[Stored data entries]
------------------------------------
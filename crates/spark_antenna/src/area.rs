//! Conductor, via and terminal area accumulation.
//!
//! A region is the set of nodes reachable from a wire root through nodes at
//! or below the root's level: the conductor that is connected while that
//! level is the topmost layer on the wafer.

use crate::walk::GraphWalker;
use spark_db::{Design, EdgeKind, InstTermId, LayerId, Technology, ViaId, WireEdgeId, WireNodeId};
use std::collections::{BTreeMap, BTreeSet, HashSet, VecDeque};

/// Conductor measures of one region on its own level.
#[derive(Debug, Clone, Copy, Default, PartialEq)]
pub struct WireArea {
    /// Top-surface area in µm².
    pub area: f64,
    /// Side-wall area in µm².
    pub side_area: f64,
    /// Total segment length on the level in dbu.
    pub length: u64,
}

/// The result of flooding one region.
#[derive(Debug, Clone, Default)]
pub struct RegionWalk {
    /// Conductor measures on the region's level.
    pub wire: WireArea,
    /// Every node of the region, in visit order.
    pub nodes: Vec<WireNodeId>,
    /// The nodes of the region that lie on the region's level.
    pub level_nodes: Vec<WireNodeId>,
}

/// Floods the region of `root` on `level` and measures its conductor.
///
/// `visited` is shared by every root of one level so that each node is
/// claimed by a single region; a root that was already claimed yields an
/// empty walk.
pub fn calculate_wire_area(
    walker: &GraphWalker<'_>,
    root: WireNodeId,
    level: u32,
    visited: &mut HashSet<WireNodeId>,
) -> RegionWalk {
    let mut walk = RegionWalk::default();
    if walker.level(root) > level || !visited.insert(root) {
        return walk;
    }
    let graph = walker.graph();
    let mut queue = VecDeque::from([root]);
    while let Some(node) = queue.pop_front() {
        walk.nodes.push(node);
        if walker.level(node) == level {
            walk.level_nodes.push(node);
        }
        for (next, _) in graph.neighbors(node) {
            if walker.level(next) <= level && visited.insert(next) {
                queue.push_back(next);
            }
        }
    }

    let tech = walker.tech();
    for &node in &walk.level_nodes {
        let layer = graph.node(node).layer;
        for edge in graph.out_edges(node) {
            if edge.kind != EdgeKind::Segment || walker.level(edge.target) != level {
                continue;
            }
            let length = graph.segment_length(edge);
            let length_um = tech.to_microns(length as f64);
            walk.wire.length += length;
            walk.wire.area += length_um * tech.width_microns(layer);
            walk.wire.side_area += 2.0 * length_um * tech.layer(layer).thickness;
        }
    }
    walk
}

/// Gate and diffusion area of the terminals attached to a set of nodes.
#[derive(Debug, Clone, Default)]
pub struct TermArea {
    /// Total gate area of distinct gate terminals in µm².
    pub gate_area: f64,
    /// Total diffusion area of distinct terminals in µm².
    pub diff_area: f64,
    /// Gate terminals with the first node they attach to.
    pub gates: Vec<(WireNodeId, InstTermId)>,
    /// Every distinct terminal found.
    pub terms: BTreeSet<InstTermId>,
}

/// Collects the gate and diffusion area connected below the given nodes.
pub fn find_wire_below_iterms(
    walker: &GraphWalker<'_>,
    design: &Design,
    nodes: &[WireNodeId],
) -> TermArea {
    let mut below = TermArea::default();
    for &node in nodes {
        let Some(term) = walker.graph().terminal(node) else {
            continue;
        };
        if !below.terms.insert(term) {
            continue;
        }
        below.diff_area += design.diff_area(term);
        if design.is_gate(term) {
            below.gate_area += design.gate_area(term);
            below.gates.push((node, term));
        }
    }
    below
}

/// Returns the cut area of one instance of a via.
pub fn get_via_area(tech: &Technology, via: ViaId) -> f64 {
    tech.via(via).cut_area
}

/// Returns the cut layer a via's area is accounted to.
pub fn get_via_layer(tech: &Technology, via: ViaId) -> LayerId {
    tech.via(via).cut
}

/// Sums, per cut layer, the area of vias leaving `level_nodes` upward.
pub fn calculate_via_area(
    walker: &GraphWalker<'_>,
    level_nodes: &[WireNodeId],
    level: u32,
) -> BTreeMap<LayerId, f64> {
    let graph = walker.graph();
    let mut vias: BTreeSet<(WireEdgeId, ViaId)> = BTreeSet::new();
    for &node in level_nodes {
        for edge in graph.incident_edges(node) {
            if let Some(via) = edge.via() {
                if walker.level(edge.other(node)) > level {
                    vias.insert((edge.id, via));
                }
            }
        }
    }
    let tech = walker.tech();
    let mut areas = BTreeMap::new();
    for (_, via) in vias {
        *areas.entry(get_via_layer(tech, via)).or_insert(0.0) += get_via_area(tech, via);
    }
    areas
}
------------------------------------
The answer should consist of every entry, repeated word for word.

RESULT OF THIS TASK:
filename crates/spark_antenna/src/area.rs
//! Conductor, via and terminal area accumulation.
//!
//! A region is the set of nodes reachable from a wire root through nodes at
//! or below the root's level: the conductor that is connected while that
//! level is the topmost layer on the wafer.

use crate::walk::GraphWalker;
use spark_db::{Design, EdgeKind, InstTermId, LayerId, Technology, ViaId, WireEdgeId, WireNodeId};
use std::collections::{BTreeMap, BTreeSet, HashSet, VecDeque};

/// Conductor measures of one region on its own level.
#[derive(Debug, Clone, Copy, Default, PartialEq)]
pub struct WireArea {
    /// Top-surface area in µm².
    pub area: f64,
    /// Side-wall area in µm².
    pub side_area: f64,
    /// Total segment length on the level in dbu.
    pub length: u64,
}

/// The result of flooding one region.
#[derive(Debug, Clone, Default)]
pub struct RegionWalk {
    /// Conductor measures on the region's level.
    pub wire: WireArea,
    /// Every node of the region, in visit order.
    pub nodes: Vec<WireNodeId>,
    /// The nodes of the region that lie on the region's level.
    pub level_nodes: Vec<WireNodeId>,
}

/// Floods the region of `root` on `level` and measures its conductor.
///
/// `visited` is shared by every root of one level so that each node is
/// claimed by a single region; a root that was already claimed yields an
/// empty walk.
pub fn calculate_wire_area(
    walker: &GraphWalker<'_>,
    root: WireNodeId,
    level: u32,
    visited: &mut HashSet<WireNodeId>,
) -> RegionWalk {
    let mut walk = RegionWalk::default();
    if walker.level(root) > level || !visited.insert(root) {
        return walk;
    }
    let graph = walker.graph();
    let mut queue = VecDeque::from([root]);
    while let Some(node) = queue.pop_front() {
        walk.nodes.push(node);
        if walker.level(node) == level {
            walk.level_nodes.push(node);
        }
        for (next, _) in graph.neighbors(node) {
            if walker.level(next) <= level && visited.insert(next) {
                queue.push_back(next);
            }
        }
    }

    let tech = walker.tech();
    for &node in &walk.level_nodes {
        let layer = graph.node(node).layer;
        for edge in graph.out_edges(node) {
            if edge.kind != EdgeKind::Segment || walker.level(edge.target) != level {
                continue;
            }
            let length = graph.segment_length(edge);
            let length_um = tech.to_microns(length as f64);
            walk.wire.length += length;
            walk.wire.area += length_um * tech.width_microns(layer);
            walk.wire.side_area += 2.0 * length_um * tech.layer(layer).thickness;
        }
    }
    walk
}

/// Gate and diffusion area of the terminals attached to a set of nodes.
#[derive(Debug, Clone, Default)]
pub struct TermArea {
    /// Total gate area of distinct gate terminals in µm².
    pub gate_area: f64,
    /// Total diffusion area of distinct terminals in µm².
    pub diff_area: f64,
    /// Gate terminals with the first node they attach to.
    pub gates: Vec<(WireNodeId, InstTermId)>,
    /// Every distinct terminal found.
    pub terms: BTreeSet<InstTermId>,
}

/// Collects the gate and diffusion area connected below the given nodes.
pub fn find_wire_below_iterms(
    walker: &GraphWalker<'_>,
    design: &Design,
    nodes: &[WireNodeId],
) -> TermArea {
    let mut below = TermArea::default();
    for &node in nodes {
        let Some(term) = walker.graph().terminal(node) else {
            continue;
        };
        if !below.terms.insert(term) {
            continue;
        }
        below.diff_area += design.diff_area(term);
        if design.is_gate(term) {
            below.gate_area += design.gate_area(term);
            below.gates.push((node, term));
        }
    }
    below
}

/// Returns the cut area of one instance of a via.
pub fn get_via_area(tech: &Technology, via: ViaId) -> f64 {
    tech.via(via).cut_area
}

/// Returns the cut layer a via's area is accounted to.
pub fn get_via_layer(tech: &Technology, via: ViaId) -> LayerId {
    tech.via(via).cut
}

/// Sums, per cut layer, the area of vias leaving `level_nodes` upward.
pub fn calculate_via_area(
    walker: &GraphWalker<'_>,
    level_nodes: &[WireNodeId],
    level: u32,
) -> BTreeMap<LayerId, f64> {
    let graph = walker.graph();
    let mut vias: BTreeSet<(WireEdgeId, ViaId)> = BTreeSet::new();
    for &node in level_nodes {
        for edge in graph.incident_edges(node) {
            if let Some(via) = edge.via() {
                if walker.level(edge.other(node)) > level {
                    vias.insert((edge.id, via));
                }
            }
        }
    }
    let tech = walker.tech();
    let mut areas = BTreeMap::new();
    for (_, via) in vias {
        *areas.entry(get_via_layer(tech, via)).or_insert(0.0) += get_via_area(tech, via);
    }
    areas
}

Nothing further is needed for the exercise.